### WHAT NEEDS TO BE DONE
Gather every line in the records below that contains the word "derive".

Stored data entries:

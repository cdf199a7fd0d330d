use super::CurrencyCode;

/// A country or region a storefront can sell into.
///
/// Territories come from a static table and are always handled by reference,
/// so the same territory compares equal by identity as well as by value.
/// Storefronts disagree on how a territory is named: one uses the two-letter
/// ISO-3166 code, another the three-letter one. Both lookups share this table
/// and map onto each other without loss.
#[derive(Debug, PartialEq, Eq, Hash, PartialOrd, Ord)]
#[cfg_attr(feature = "schemars", derive(schemars::JsonSchema))]
#[derive(serde::Serialize)]
pub struct Territory {
    /// The ISO-3166 alpha-2 code
    pub alpha2: &'static str,
    /// The ISO-3166 alpha-3 code
    pub alpha3: &'static str,
    /// A human readable name
    pub name: &'static str,
    /// The currency prices are quoted in locally
    pub currency: CurrencyCode,
}

macro_rules! territories {
    ($(($alpha2:literal, $alpha3:literal, $name:literal, $currency:literal)),* $(,)?) => {
        &[$(Territory {
            alpha2: $alpha2,
            alpha3: $alpha3,
            name: $name,
            currency: CurrencyCode::from_static($currency),
        }),*]
    };
}

static TERRITORIES: &[Territory] = territories![
    ("AE", "ARE", "United Arab Emirates", b"AED"),
    ("AR", "ARG", "Argentina", b"ARS"),
    ("AT", "AUT", "Austria", b"EUR"),
    ("AU", "AUS", "Australia", b"AUD"),
    ("BD", "BGD", "Bangladesh", b"BDT"),
    ("BE", "BEL", "Belgium", b"EUR"),
    ("BG", "BGR", "Bulgaria", b"BGN"),
    ("BO", "BOL", "Bolivia", b"BOB"),
    ("BR", "BRA", "Brazil", b"BRL"),
    ("CA", "CAN", "Canada", b"CAD"),
    ("CH", "CHE", "Switzerland", b"CHF"),
    ("CI", "CIV", "Côte d'Ivoire", b"XOF"),
    ("CL", "CHL", "Chile", b"CLP"),
    ("CM", "CMR", "Cameroon", b"XAF"),
    ("CN", "CHN", "China mainland", b"CNY"),
    ("CO", "COL", "Colombia", b"COP"),
    ("CZ", "CZE", "Czechia", b"CZK"),
    ("DE", "DEU", "Germany", b"EUR"),
    ("DK", "DNK", "Denmark", b"DKK"),
    ("EC", "ECU", "Ecuador", b"USD"),
    ("EG", "EGY", "Egypt", b"EGP"),
    ("ES", "ESP", "Spain", b"EUR"),
    ("FI", "FIN", "Finland", b"EUR"),
    ("FR", "FRA", "France", b"EUR"),
    ("GB", "GBR", "United Kingdom", b"GBP"),
    ("GH", "GHA", "Ghana", b"GHS"),
    ("GR", "GRC", "Greece", b"EUR"),
    ("HK", "HKG", "Hong Kong", b"HKD"),
    ("HR", "HRV", "Croatia", b"EUR"),
    ("HU", "HUN", "Hungary", b"HUF"),
    ("ID", "IDN", "Indonesia", b"IDR"),
    ("IE", "IRL", "Ireland", b"EUR"),
    ("IL", "ISR", "Israel", b"ILS"),
    ("IN", "IND", "India", b"INR"),
    ("IS", "ISL", "Iceland", b"ISK"),
    ("IT", "ITA", "Italy", b"EUR"),
    ("JP", "JPN", "Japan", b"JPY"),
    ("KE", "KEN", "Kenya", b"KES"),
    ("KR", "KOR", "South Korea", b"KRW"),
    ("KZ", "KAZ", "Kazakhstan", b"KZT"),
    ("LK", "LKA", "Sri Lanka", b"LKR"),
    ("MA", "MAR", "Morocco", b"MAD"),
    ("MX", "MEX", "Mexico", b"MXN"),
    ("MY", "MYS", "Malaysia", b"MYR"),
    ("NG", "NGA", "Nigeria", b"NGN"),
    ("NL", "NLD", "Netherlands", b"EUR"),
    ("NO", "NOR", "Norway", b"NOK"),
    ("NZ", "NZL", "New Zealand", b"NZD"),
    ("PE", "PER", "Peru", b"PEN"),
    ("PH", "PHL", "Philippines", b"PHP"),
    ("PK", "PAK", "Pakistan", b"PKR"),
    ("PL", "POL", "Poland", b"PLN"),
    ("PT", "PRT", "Portugal", b"EUR"),
    ("PY", "PRY", "Paraguay", b"PYG"),
    ("QA", "QAT", "Qatar", b"QAR"),
    ("RO", "ROU", "Romania", b"RON"),
    ("RU", "RUS", "Russia", b"RUB"),
    ("SA", "SAU", "Saudi Arabia", b"SAR"),
    ("SE", "SWE", "Sweden", b"SEK"),
    ("SG", "SGP", "Singapore", b"SGD"),
    ("SN", "SEN", "Senegal", b"XOF"),
    ("TH", "THA", "Thailand", b"THB"),
    ("TR", "TUR", "Türkiye", b"TRY"),
    ("TW", "TWN", "Taiwan", b"TWD"),
    ("TZ", "TZA", "Tanzania", b"TZS"),
    ("UA", "UKR", "Ukraine", b"UAH"),
    ("UG", "UGA", "Uganda", b"UGX"),
    ("US", "USA", "United States", b"USD"),
    ("UY", "URY", "Uruguay", b"UYU"),
    ("VE", "VEN", "Venezuela", b"VES"),
    ("VN", "VNM", "Vietnam", b"VND"),
    ("ZA", "ZAF", "South Africa", b"ZAR"),
];

impl Territory {
    /// Every known territory, ordered by alpha-2 code
    pub fn all() -> &'static [Territory] {
        TERRITORIES
    }

    /// Look up a territory by its two-letter code, ignoring case
    pub fn by_alpha2(code: &str) -> Option<&'static Territory> {
        TERRITORIES
            .iter()
            .find(|territory| territory.alpha2.eq_ignore_ascii_case(code))
    }

    /// Look up a territory by its three-letter code, ignoring case
    pub fn by_alpha3(code: &str) -> Option<&'static Territory> {
        TERRITORIES
            .iter()
            .find(|territory| territory.alpha3.eq_ignore_ascii_case(code))
    }

    /// Look up a territory by either of its codes
    pub fn lookup(code: &str) -> Result<&'static Territory, TerritoryError> {
        let code = code.trim();
        let found = match code.len() {
            2 => Self::by_alpha2(code),
            3 => Self::by_alpha3(code),
            _ => None,
        };
        found.ok_or_else(|| TerritoryError::Unknown(code.to_owned()))
    }
}

impl std::fmt::Display for Territory {
    fn fmt(&self, f: &mut std::fmt::Formatter<'_>) -> std::fmt::Result {
        f.write_str(self.alpha2)
    }
}

/// Errors that can occur when resolving a territory code
#[derive(Debug, Clone, PartialEq, Eq, thiserror::Error)]
pub enum TerritoryError {
    /// The code matches no known territory
    #[error("unknown territory code: {0:?}")]
    Unknown(String),
}

#[cfg(test)]
mod tests {
    use super::*;
    use rstest::rstest;

    #[test]
    fn codes_map_both_ways() {
        for territory in Territory::all() {
            let by3 = Territory::by_alpha3(territory.alpha3).unwrap();
            let by2 = Territory::by_alpha2(by3.alpha2).unwrap();
            assert!(std::ptr::eq(territory, by2));
            assert!(std::ptr::eq(territory, by3));
        }
    }

    #[test]
    fn codes_are_unique_and_well_formed() {
        let mut alpha2 = std::collections::HashSet::new();
        let mut alpha3 = std::collections::HashSet::new();
        for territory in Territory::all() {
            assert_eq!(territory.alpha2.len(), 2);
            assert_eq!(territory.alpha3.len(), 3);
            assert!(alpha2.insert(territory.alpha2), "{}", territory.alpha2);
            assert!(alpha3.insert(territory.alpha3), "{}", territory.alpha3);
        }
    }

    #[rstest]
    #[case("us", "USA")]
    #[case("DEU", "DEU")]
    #[case(" jp ", "JPN")]
    fn lookup_accepts_either_code(#[case] code: &str, #[case] alpha3: &str) {
        assert_eq!(Territory::lookup(code).unwrap().alpha3, alpha3);
    }

    #[rstest]
    #[case("XX")]
    #[case("XXX")]
    #[case("U")]
    #[case("")]
    fn lookup_rejects_unknown(#[case] code: &str) {
        assert_eq!(
            Territory::lookup(code).unwrap_err(),
            TerritoryError::Unknown(code.trim().to_owned())
        );
    }
}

### SOLUTION
#[derive(Debug, PartialEq, Eq, Hash, PartialOrd, Ord)]
#[cfg_attr(feature = "schemars", derive(schemars::JsonSchema))]
#[derive(serde::Serialize)]
#[derive(Debug, Clone, PartialEq, Eq, thiserror::Error)]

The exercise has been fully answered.